Cool. I may revert back to the current firmware and just send you a board to do some testing. Do you have any other converter boards? 

PM me your address and I'll get something out the door tonight if I have time. Thanks!


----------



## chimo (Apr 4, 2006)

*Re: Need beta-testers for FluPIG*

PM sent. I have a MiniPro board/parts and a stock Q3 board. The MiniPro has intrinsic output protection (open circuits to 5V max). 

Paul


----------



## BentHeadTX (Apr 4, 2006)

*Re: Need beta-testers for FluPIG*

Could I run a FluPIG with three CR123's and a LuxeonV? And if I do, how would I program the thing and what additional regulators do I need? I would love a two CR123A light running a 5W Cyan LuxeonV.


----------



## goldserve (Apr 4, 2006)

*Re: Need beta-testers for FluPIG*

There is no regulation in the FluPIG AT ALL. It will PWM pulse 9V to the led and that won't be good. This is meant to be used in conjunction with some other regulation circuits.


----------



## Kryosphinx (Apr 4, 2006)

*Re: Need beta-testers for FluPIG*

So it's similar to georges80's D2DIM right? A circuit strictly designed to add additional modes to an existing circuit?


----------



## goldserve (Apr 4, 2006)

*Re: Need beta-testers for FluPIG*

Yes. I thought george's was to do PWM regulation?

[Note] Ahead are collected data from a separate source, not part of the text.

//! wg-admin CLI - Main Entry Point
//!
//! An opinionated tool to administer WireGuard configuration.

use std::path::PathBuf;

use clap::{Parser, Subcommand};
use wg_admin_common::{default_config_path, AdminConfig, Repository};

use wg_admin_cli::commands::{client, config, network, peer, server, Context};
use wg_admin_cli::output::{self, print_info};

/// wg-admin - administer WireGuard networks, servers and clients
#[derive(Parser)]
#[command(name = "wg-admin")]
#[command(author, version, about, long_about = None)]
#[command(propagate_version = true)]
struct Cli {
    /// Path of the configuration database
    #[arg(long, env = "WG_ADMIN_STORE", global = true)]
    store: Option<PathBuf>,

    /// Path of the optional TOML config file
    #[arg(long, env = "WG_ADMIN_CONFIG", global = true)]
    config: Option<PathBuf>,

    /// Output format
    #[arg(long, default_value = "table", global = true)]
    format: output::OutputFormat,

    /// Enable verbose output
    #[arg(short, long, global = true)]
    verbose: bool,

    #[command(subcommand)]
    command: Commands,
}

#[derive(Subcommand)]
enum Commands {
    /// Manage networks
    #[command(subcommand)]
    Networks(network::NetworkCommands),

    /// List peers of a network
    #[command(subcommand)]
    Peers(peer::PeerCommands),

    /// Manage servers
    #[command(subcommand)]
    Servers(server::ServerCommands),

    /// Manage clients
    #[command(subcommand)]
    Clients(client::ClientCommands),

    /// Print the WireGuard configuration of a peer
    Config(config::ConfigArgs),
}

fn main() -> anyhow::Result<()> {
    let cli = Cli::parse();

    // Initialize logging
    let log_level = if cli.verbose { "debug" } else { "warn" };
    tracing_subscriber::fmt()
        .with_env_filter(
            tracing_subscriber::EnvFilter::try_from_default_env()
                .unwrap_or_else(|_| tracing_subscriber::EnvFilter::new(log_level)),
        )
        .with_target(false)
        .with_writer(std::io::stderr)
        .init();

    let config_path = cli.config.unwrap_or_else(default_config_path);
    let config = AdminConfig::load(&config_path)?;

    let store_path = cli.store.unwrap_or_else(|| config.store_path.clone());
    let repo = Repository::open(&store_path)?;
    if cli.verbose {
        print_info(&format!("Using database {}", repo.path().display()));
    }

    let mut ctx = Context::new(repo, config, cli.format, cli.verbose);

    match cli.command {
        Commands::Networks(cmd) => network::execute(cmd, &mut ctx)?,
        Commands::Peers(cmd) => peer::execute(cmd, &mut ctx)?,
        Commands::Servers(cmd) => server::execute(cmd, &mut ctx)?,
        Commands::Clients(cmd) => client::execute(cmd, &mut ctx)?,
        Commands::Config(args) => config::execute(args, &mut ctx)?,
    }

    Ok(())
}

I guess DD hosts would work here. Match up VF of led/leds and match up supply. That will work. 

I still don't think driving 9V into a luxV for 200us would be good.


----------



## Icarus (Apr 4, 2006)

*Re: Need beta-testers for FluPIG*

 it seems like your pm box is full...


----------



## goldserve (Apr 4, 2006)

*Re: Need beta-testers for FluPIG*

Cleared up a little!


----------



## vortechs (Apr 4, 2006)

*Re: Need beta-testers for FluPIG*



goldserve said:


> The software still has to be written but a majority of it is the existing FluPIC with the following changes.
> 
> 1. PWM frequency for user level adjustment is now 480hz. The hand waving trick now longer works
> 
> ...


 

Hi goldserve, 

If you remove the burst mode, please replace its position in the FLuPIC state machine with '100% brightness' so that the FLuPIC continues to be a three level device (level 1, level 2, 100%). 

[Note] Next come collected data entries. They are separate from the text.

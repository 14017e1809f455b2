//! Network Commands

use anyhow::Result;
use clap::Subcommand;
use serde::Serialize;

use super::Context;
use crate::output::{print_item, print_list, print_success, TableDisplay};

#[derive(Subcommand)]
pub enum NetworkCommands {
    /// List all known networks
    List,

    /// Add a new network
    Add {
        /// CIDR notation (e.g., 10.1.2.0/24)
        cidr: String,
    },
}

/// Network display wrapper for serialization
#[derive(Serialize)]
pub struct NetworkDisplay {
    pub network: String,
    pub peers: usize,
}

impl TableDisplay for NetworkDisplay {
    fn headers() -> Vec<&'static str> {
        vec!["Network", "Peers"]
    }

    fn row(&self) -> Vec<String> {
        vec![self.network.clone(), self.peers.to_string()]
    }
}

pub fn execute(cmd: NetworkCommands, ctx: &mut Context) -> Result<()> {
    match cmd {
        NetworkCommands::List => {
            let mut displays = Vec::new();
            for network in ctx.repo.networks() {
                let cidr = network.to_string();
                let peers = ctx.repo.peers(&cidr)?.len();
                displays.push(NetworkDisplay {
                    network: cidr,
                    peers,
                });
            }
            print_list(&displays, ctx.format, "No networks defined.")?;
        }

        NetworkCommands::Add { cidr } => {
            let network = ctx.repo.add_network(&cidr)?;
            print_success(&format!("Network {} was successfully added", network));
            if ctx.verbose {
                let display = NetworkDisplay {
                    network: network.to_string(),
                    peers: 0,
                };
                print_item(&display, ctx.format)?;
            }
        }
    }

    Ok(())
}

I may have some ideas for another FluPIC mode (state machine) that I'd like to see. I was thinking about a mode where the light comes on dim and then increases in brightness up to max; if it is turned off and immediately on again while it is 'ramping up', it holds that brightness. I think this would basically be making the first state 'set brightness 1' and the second state 'brightness 1'. This pair of states is somewhat like to the LRI Photon Freedom interface. The remainder of the states beyond the first two could be as normal (burst, strobe, SOS, off, set mode). This state machine would only need one brightness level, since it gets set every time. There are some variations on this theme, such as making the first state 'brightness 1' and the second state 'set brightness 1' and the third state 'brightness 1' (again) so that the light remembers the last brightness and comes on at that level rather than always starting dim and increasing. Another variation would be to make the first state 'brightness 1' and the second state 'set brightness 2' and the third state 'brightness 2'. 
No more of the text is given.